04/09/2026
Krieg und Frieden – Die Pfullendorfer Stadtbefestigung
Vortrag von Bruder Jakobus Kaffanke OSB am 10. September, 19 Uhr im Alten Haus
Pfullendorf wurde 1220 von Stauferkaiser Friedrich II. zur Freien Reichsstadt erhoben. Damit war die Stadt direkt dem Heiligen Römischen Reich unterstellt. Über rund 500 Jahre konnte sich Pfullendorf weitgehend selbstständig entwickeln, bevor die Zeit der Freien Reichsstädte 1806 mit dem Ende des Heiligen Römischen Reiches und dem Übergang an Baden endete. Wie sich diese Entwicklung in der Stadtbefestigung widerspiegelt, zeigt der Benediktinermönch Bruder Jakobus Kaffanke OSB in seinem Vortrag am Donnerstag, 10. September, um 19 Uhr im Alten Haus. Mauern, Türme und Stadttore waren über Jahrhunderte ein wichtiger Schutz für Städte. Sie sollten die Bewohner und ihre Häuser vor Angriffen schützen. Gleichzeitig waren sie ein Zeichen für die Bedeutung und Stärke einer Stadt. Auch Pfullendorf war von einer Stadtmauer mit Türmen und Toren umgeben. Die Lage der Stadt und ihre natürlichen Gegebenheiten spielten dabei eine wichtige Rolle. Verteidigt wurde die Freie Reichsstadt von ihren Bürgern. Der christliche Glaube prägte das Leben der Menschen und zeigte sich nicht nur in der großen Stadtkirche St. Jakobus, sondern auch in Kapellen, Bildern und Symbolen an Gebäuden und Teilen der Stadtbefestigung.

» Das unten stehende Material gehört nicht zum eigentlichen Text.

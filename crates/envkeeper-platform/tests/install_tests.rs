//! Archive installer tests against a mock HTTP server

mod common;

use common::*;
use envkeeper_core::hashing;
use envkeeper_platform::{ArchiveInstaller, Error, InstallationManifest, MANIFEST_FILENAME};
use semver::Version;
use std::fs;
use tempfile::TempDir;
use wiremock::matchers::{method, path};
use wiremock::{Mock, MockServer, ResponseTemplate};

#[tokio::test]
async fn test_install_round_trip_digests_match_disk() {
    let server = MockServer::start().await;
    mock_archive(&server, "2.1.0", standard_archive()).await;

    let temp_dir = TempDir::new().unwrap();
    let root = temp_dir.path().join("platform");
    let installer = ArchiveInstaller::new(&config_for_server(&server)).unwrap();

    let manifest = installer
        .install(&Version::new(2, 1, 0), &root, false, |_| {})
        .await
        .unwrap();

    assert_eq!(manifest.len(), STANDARD_ARCHIVE_FILES);
    for (path, digest) in manifest.iter() {
        let on_disk = hashing::digest_file(&root.join(path)).unwrap();
        assert_eq!(on_disk, digest, "digest mismatch for {}", path);
    }

    let saved = InstallationManifest::load(&root).unwrap().unwrap();
    assert_eq!(saved, manifest);
}

#[tokio::test]
async fn test_dry_run_reports_same_file_count_and_writes_nothing() {
    let server = MockServer::start().await;
    mock_archive(&server, "2.1.0", standard_archive()).await;

    let temp_dir = TempDir::new().unwrap();
    let installer = ArchiveInstaller::new(&config_for_server(&server)).unwrap();

    let dry_root = temp_dir.path().join("dry");
    let dry = installer
        .install(&Version::new(2, 1, 0), &dry_root, true, |_| {})
        .await
        .unwrap();
    assert!(!dry_root.exists());

    let real_root = temp_dir.path().join("real");
    let real = installer
        .install(&Version::new(2, 1, 0), &real_root, false, |_| {})
        .await
        .unwrap();

    assert_eq!(dry.len(), real.len());
    assert_eq!(dry, real);
}

#[tokio::test]
async fn test_progress_is_reported_until_complete() {
    let server = MockServer::start().await;
    let archive = standard_archive();
    let size = archive.len() as u64;
    mock_archive(&server, "2.1.0", archive).await;

    let temp_dir = TempDir::new().unwrap();
    let installer = ArchiveInstaller::new(&config_for_server(&server)).unwrap();

    let mut updates = Vec::new();
    installer
        .install(&Version::new(2, 1, 0), temp_dir.path(), true, |p| {
            updates.push(*p)
        })
        .await
        .unwrap();

    assert!(updates.len() >= 2);
    assert_eq!(updates[0].downloaded_bytes, 0);
    let last = updates.last().unwrap();
    assert_eq!(last.downloaded_bytes, size);
    assert_eq!(last.total_bytes, Some(size));
    assert_eq!(last.fraction(), Some(1.0));
}

#[tokio::test]
async fn test_missing_version_is_version_not_found() {
    let server = MockServer::start().await;
    mock_archive_status(&server, "9.9.9", 404).await;

    let temp_dir = TempDir::new().unwrap();
    let installer = ArchiveInstaller::new(&config_for_server(&server)).unwrap();

    let err = installer
        .install(&Version::new(9, 9, 9), temp_dir.path(), false, |_| {})
        .await
        .unwrap_err();

    match err {
        Error::VersionNotFound { url } => assert!(url.ends_with("/platform-9.9.9.zip")),
        other => panic!("unexpected error: {other}"),
    }
    assert!(!temp_dir.path().join(MANIFEST_FILENAME).exists());
}

#[tokio::test]
async fn test_server_error_is_download_failed() {
    let server = MockServer::start().await;
    mock_archive_status(&server, "2.1.0", 503).await;

    let temp_dir = TempDir::new().unwrap();
    let installer = ArchiveInstaller::new(&config_for_server(&server)).unwrap();

    let err = installer
        .install(&Version::new(2, 1, 0), temp_dir.path(), false, |_| {})
        .await
        .unwrap_err();

    assert!(matches!(err, Error::DownloadFailed { status: 503, .. }));
    assert!(err.to_string().contains("503"));
}

#[tokio::test]
async fn test_malformed_archive_writes_no_manifest() {
    let server = MockServer::start().await;
    mock_archive(&server, "2.1.0", b"this is not an archive".to_vec()).await;

    let temp_dir = TempDir::new().unwrap();
    let installer = ArchiveInstaller::new(&config_for_server(&server)).unwrap();

    let err = installer
        .install(&Version::new(2, 1, 0), temp_dir.path(), false, |_| {})
        .await
        .unwrap_err();

    assert!(matches!(err, Error::InvalidArchive { .. }));
    assert!(InstallationManifest::load(temp_dir.path()).unwrap().is_none());
}

#[tokio::test]
async fn test_directory_and_link_entries_are_not_recorded() {
    let server = MockServer::start().await;
    mock_archive(
        &server,
        "2.1.0",
        build_archive_with_extras(&[("README.md", b"docs"), ("docs/guide.md", b"guide")]),
    )
    .await;

    let temp_dir = TempDir::new().unwrap();
    let installer = ArchiveInstaller::new(&config_for_server(&server)).unwrap();

    let manifest = installer
        .install(&Version::new(2, 1, 0), temp_dir.path(), false, |_| {})
        .await
        .unwrap();

    let paths: Vec<&str> = manifest.iter().map(|(p, _)| p).collect();
    assert_eq!(paths, vec!["README.md", "docs/guide.md"]);
    assert!(fs::symlink_metadata(temp_dir.path().join("docs/latest")).is_err());
}

#[tokio::test]
async fn test_reinstall_is_idempotent() {
    let server = MockServer::start().await;
    mock_archive(&server, "2.1.0", standard_archive()).await;

    let temp_dir = TempDir::new().unwrap();
    let installer = ArchiveInstaller::new(&config_for_server(&server)).unwrap();

    let first = installer
        .install(&Version::new(2, 1, 0), temp_dir.path(), false, |_| {})
        .await
        .unwrap();
    let second = installer
        .install(&Version::new(2, 1, 0), temp_dir.path(), false, |_| {})
        .await
        .unwrap();

    assert_eq!(first, second);
}

#[tokio::test]
async fn test_tar_gz_distribution_installs_through_custom_template() {
    let server = MockServer::start().await;
    Mock::given(method("GET"))
        .and(path("/platform-2.1.0.tar.gz"))
        .respond_with(
            ResponseTemplate::new(200)
                .set_body_bytes(build_tar_gz(&[("README.md", b"docs"), ("bin/tool", b"x")])),
        )
        .mount(&server)
        .await;

    let mut config = config_for_server(&server);
    config.archive.url_template = "{base}/{platform}-{version}.tar.gz".to_string();
    let temp_dir = TempDir::new().unwrap();
    let installer = ArchiveInstaller::new(&config).unwrap();

    let manifest = installer
        .install(&Version::new(2, 1, 0), temp_dir.path(), false, |_| {})
        .await
        .unwrap();

    assert_eq!(manifest.len(), 2);
    assert!(InstallationManifest::load(temp_dir.path()).unwrap().is_some());
}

Bruder Jakobus Kaffanke OSB nimmt in seinem Vortrag nicht nur die Geschichte der Pfullendorfer Befestigungsanlagen in den Blick. Er geht auch der Frage nach, welche Bedeutung Mauern, Tore und andere Elemente der Stadtbefestigung aus religiöser und spiritueller Sicht haben können. Unterstützt wird der Benediktinermönch bei seinen historischen Ausführungen von Frieder Kammerer vom Förderverein Ramsberg St. Wendelin e.V.
Der Eintritt ist frei, eine Anmeldung ist nicht erforderlich.
Bitte beachten Sie: Das Alte Haus ist nicht barrierefrei zugänglich.